### Data shown
# # # # #
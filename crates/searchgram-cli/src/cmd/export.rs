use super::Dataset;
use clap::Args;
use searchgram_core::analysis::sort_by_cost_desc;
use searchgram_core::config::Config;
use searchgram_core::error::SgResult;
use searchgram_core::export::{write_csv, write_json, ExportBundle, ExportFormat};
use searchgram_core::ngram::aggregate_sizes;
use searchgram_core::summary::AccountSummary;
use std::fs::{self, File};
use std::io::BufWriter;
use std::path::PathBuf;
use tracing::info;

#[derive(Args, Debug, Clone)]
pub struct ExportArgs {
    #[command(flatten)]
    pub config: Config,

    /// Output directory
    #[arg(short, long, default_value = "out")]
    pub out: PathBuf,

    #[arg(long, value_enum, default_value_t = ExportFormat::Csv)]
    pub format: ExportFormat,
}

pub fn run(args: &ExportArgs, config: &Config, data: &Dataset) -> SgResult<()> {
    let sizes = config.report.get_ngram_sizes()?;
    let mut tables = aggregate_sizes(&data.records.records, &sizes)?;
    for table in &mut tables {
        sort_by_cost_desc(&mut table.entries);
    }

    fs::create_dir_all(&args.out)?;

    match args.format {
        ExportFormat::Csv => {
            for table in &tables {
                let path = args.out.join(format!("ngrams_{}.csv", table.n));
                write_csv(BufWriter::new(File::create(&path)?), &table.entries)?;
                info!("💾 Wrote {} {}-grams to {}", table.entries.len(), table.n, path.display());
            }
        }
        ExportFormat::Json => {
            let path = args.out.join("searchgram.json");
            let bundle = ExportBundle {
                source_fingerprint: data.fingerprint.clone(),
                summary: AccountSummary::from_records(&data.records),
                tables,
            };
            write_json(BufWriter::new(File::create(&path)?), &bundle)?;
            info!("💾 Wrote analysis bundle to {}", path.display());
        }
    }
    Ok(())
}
# # # # #
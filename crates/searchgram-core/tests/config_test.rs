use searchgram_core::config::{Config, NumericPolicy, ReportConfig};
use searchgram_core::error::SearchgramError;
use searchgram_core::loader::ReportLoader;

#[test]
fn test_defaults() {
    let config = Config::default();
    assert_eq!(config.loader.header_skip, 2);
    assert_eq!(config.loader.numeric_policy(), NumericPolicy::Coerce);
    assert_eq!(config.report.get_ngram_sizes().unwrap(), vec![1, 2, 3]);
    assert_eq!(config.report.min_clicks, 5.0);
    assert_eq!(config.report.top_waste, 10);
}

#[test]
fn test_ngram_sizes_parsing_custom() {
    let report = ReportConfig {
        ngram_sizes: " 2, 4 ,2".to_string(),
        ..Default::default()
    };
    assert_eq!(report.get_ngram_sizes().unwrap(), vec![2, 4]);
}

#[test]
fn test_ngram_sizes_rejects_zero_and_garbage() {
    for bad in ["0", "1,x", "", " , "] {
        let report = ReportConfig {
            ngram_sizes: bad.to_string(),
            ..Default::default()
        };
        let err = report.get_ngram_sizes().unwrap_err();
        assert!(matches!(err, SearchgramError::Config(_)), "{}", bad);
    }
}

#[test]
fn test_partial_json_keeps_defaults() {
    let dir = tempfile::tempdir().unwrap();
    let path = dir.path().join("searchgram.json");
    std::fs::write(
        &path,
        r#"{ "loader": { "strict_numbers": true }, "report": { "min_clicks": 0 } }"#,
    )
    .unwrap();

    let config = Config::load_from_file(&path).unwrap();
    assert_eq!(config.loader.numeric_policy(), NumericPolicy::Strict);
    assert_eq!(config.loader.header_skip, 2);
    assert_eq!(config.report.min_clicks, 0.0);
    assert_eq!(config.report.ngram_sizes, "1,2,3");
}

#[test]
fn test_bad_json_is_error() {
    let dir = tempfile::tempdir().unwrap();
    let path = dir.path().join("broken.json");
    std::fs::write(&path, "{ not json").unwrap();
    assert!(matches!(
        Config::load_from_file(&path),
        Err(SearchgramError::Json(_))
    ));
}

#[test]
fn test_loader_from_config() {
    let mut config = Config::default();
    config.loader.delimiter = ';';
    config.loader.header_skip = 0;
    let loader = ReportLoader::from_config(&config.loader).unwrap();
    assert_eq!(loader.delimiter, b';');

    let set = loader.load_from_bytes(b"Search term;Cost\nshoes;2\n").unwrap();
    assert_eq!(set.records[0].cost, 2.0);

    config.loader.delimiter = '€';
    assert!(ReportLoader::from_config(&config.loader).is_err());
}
# # # # #
### Task requirements
Show every line in the entries where the string "filename" occurs.

### Output below
filename crates/searchgram-cli/src/cmd/export.rs
filename crates/searchgram-core/tests/config_test.rs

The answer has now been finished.